:: Work item ::
Every line of the material below that holds the string "from" should be copied.

:: Task material ::
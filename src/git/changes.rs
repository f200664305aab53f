//! Change discovery and diff collection from the working tree.

use std::fmt;

use tracing::{debug, warn};

use crate::error::GitError;

use super::executor::Vcs;

/// Separator between file entries in a diff bundle.
const BUNDLE_SEPARATOR: &str = "\n\n";

/// Status of a changed file.
#[derive(Debug, Clone, Copy, PartialEq, Eq)]
pub enum FileStatus {
    Untracked,
    Modified,
}

impl fmt::Display for FileStatus {
    fn fmt(&self, f: &mut fmt::Formatter<'_>) -> fmt::Result {
        match self {
            FileStatus::Untracked => write!(f, "Untracked"),
            FileStatus::Modified => write!(f, "Modified"),
        }
    }
}

/// A file that was changed in the working tree.
#[derive(Debug, Clone, PartialEq, Eq)]
pub struct ChangedFile {
    /// Path relative to the repository root.
    pub path: String,
    pub status: FileStatus,
}

impl ChangedFile {
    pub fn new(path: impl Into<String>, status: FileStatus) -> Self {
        Self {
            path: path.into(),
            status,
        }
    }
}

/// Why a file was left out of the diff bundle.
#[derive(Debug, Clone, PartialEq, Eq)]
pub struct DiffWarning {
    pub path: String,
    pub reason: String,
}

impl fmt::Display for DiffWarning {
    fn fmt(&self, f: &mut fmt::Formatter<'_>) -> fmt::Result {
        write!(f, "Could not get diff for {}: {}", self.path, self.reason)
    }
}

/// Outcome of diffing a single file.
#[derive(Debug, Clone, PartialEq, Eq)]
pub enum FileDiff {
    /// Diff text ready for the bundle.
    Patch(String),
    /// Nothing to show (identical content or an empty file).
    Empty,
    /// The file could not be diffed; the bundle continues without it.
    Skipped(DiffWarning),
}

/// Discovers working-tree changes and turns them into diffs and commits.
pub struct ChangeSource<V> {
    vcs: V,
}

impl<V: Vcs> ChangeSource<V> {
    pub fn new(vcs: V) -> Self {
        Self { vcs }
    }

    /// List untracked and modified files in scan order.
    pub fn discover_changed_files(&self) -> Result<Vec<ChangedFile>, GitError> {
        let files = self.vcs.list_changed()?;
        debug!("Discovered {} changed files", files.len());
        Ok(files)
    }

    /// Diff a single file.
    ///
    /// Tracking is checked again here instead of trusting the discovery
    /// status, since the working tree may have changed in between.
    pub fn diff_file(&self, file: &ChangedFile) -> FileDiff {
        let tracked = match self.vcs.is_tracked(&file.path) {
            Ok(tracked) => tracked,
            Err(e) => return skipped(file, e.to_string()),
        };

        if tracked {
            match self.vcs.diff_head(&file.path) {
                Ok(diff) if diff.trim().is_empty() => FileDiff::Empty,
                Ok(diff) => FileDiff::Patch(format!("File: {}\n{}", file.path, diff)),
                Err(e) => skipped(file, e.to_string()),
            }
        } else {
            match self.vcs.read_file(&file.path) {
                Ok(content) if content.trim().is_empty() => FileDiff::Empty,
                Ok(content) => FileDiff::Patch(new_file_diff(&file.path, &content)),
                Err(e) => skipped(file, e.to_string()),
            }
        }
    }

    /// Build the diff bundle for `files`, in order, one file at a time.
    ///
    /// Files that cannot be diffed are logged and left out.
    pub fn compute_diffs(&self, files: &[ChangedFile]) -> String {
        let mut entries = Vec::with_capacity(files.len());

        for file in files {
            match self.diff_file(file) {
                FileDiff::Patch(text) => entries.push(text),
                FileDiff::Empty => debug!("No diff content for {}", file.path),
                FileDiff::Skipped(warning) => warn!("{}", warning),
            }
        }

        entries.join(BUNDLE_SEPARATOR)
    }

    /// Stage exactly `files` and commit them with `message`.
    ///
    /// Nothing is unstaged if the commit fails.
    pub fn stage_and_commit(&self, files: &[ChangedFile], message: &str) -> Result<(), GitError> {
        let paths: Vec<String> = files.iter().map(|f| f.path.clone()).collect();
        self.vcs.stage(&paths)?;
        self.vcs.commit(message)
    }
}

/// Render file content as a diff where every line is an addition.
pub fn new_file_diff(path: &str, content: &str) -> String {
    let added: Vec<String> = content.split('\n').map(|line| format!("+{line}")).collect();
    format!("New file: {path}\n+++ {path}\n{}", added.join("\n"))
}

fn skipped(file: &ChangedFile, reason: String) -> FileDiff {
    FileDiff::Skipped(DiffWarning {
        path: file.path.clone(),
        reason,
    })
}
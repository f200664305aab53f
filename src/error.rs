//! Error types for splitcommit modules using thiserror.

use thiserror::Error;

/// Errors from git operations.
#[derive(Error, Debug)]
pub enum GitError {
    #[error("Failed to get git status: {0}")]
    Unavailable(String),

    #[error("Failed to stage files: {0}")]
    StageFailed(String),

    #[error("Failed to commit: {0}")]
    CommitFailed(String),

    #[error("Failed to diff {path}: {stderr}")]
    DiffFailed { path: String, stderr: String },

    #[error("Failed to run git {operation}: {source}")]
    SpawnFailed {
        operation: &'static str,
        #[source]
        source: std::io::Error,
    },
}

/// Errors from the commit message generation call.
#[derive(Error, Debug)]
pub enum LlmError {
    #[error("OPENAI_API_KEY environment variable is required. Run with --setup to configure it")]
    CredentialsMissing,

    #[error("Request to the language model failed: {0}")]
    Request(#[source] reqwest::Error),

    #[error("Language model API returned {status}: {body}")]
    Api { status: u16, body: String },

    #[error("Language model returned an empty response")]
    EmptyResponse,
}

/// Errors that abort a commit run.
#[derive(Error, Debug)]
pub enum WorkflowError {
    #[error(transparent)]
    Git(#[from] GitError),

    #[error(transparent)]
    Generation(#[from] LlmError),

    /// The source commit was created but the test commit failed.
    /// The source commit is left in place.
    #[error("Created commit \"{source_message}\" but the test commit failed: {error}")]
    PartialCommit {
        source_message: String,
        #[source]
        error: GitError,
    },
}

/// Errors from interactive credential setup.
#[derive(Error, Debug)]
pub enum SetupError {
    #[error("Invalid API key provided")]
    InvalidKey,

    #[error("Could not detect home directory")]
    NoHomeDirectory,

    #[error("Setup cancelled")]
    Cancelled,

    #[error("Failed to read input: {0}")]
    ReadFailed(#[source] std::io::Error),

    #[error("Failed to read {path}: {source}")]
    ReadProfileFailed {
        path: String,
        #[source]
        source: std::io::Error,
    },

    #[error("Failed to write to {path}: {source}")]
    WriteFailed {
        path: String,
        #[source]
        source: std::io::Error,
    },
}

/// Collapse a multi-line error message onto one line for the terminal.
/// The error values themselves keep HTTP bodies and git stderr verbatim.
pub fn single_line(message: &str) -> String {
    message
        .lines()
        .map(str::trim)
        .filter(|line| !line.is_empty())
        .collect::<Vec<_>>()
        .join(" ")
}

:: Expected answer ::
//! Change discovery and diff collection from the working tree.
/// Errors from git operations.
/// Errors from the commit message generation call.
    Git(#[from] GitError),
    Generation(#[from] LlmError),
/// Errors from interactive credential setup.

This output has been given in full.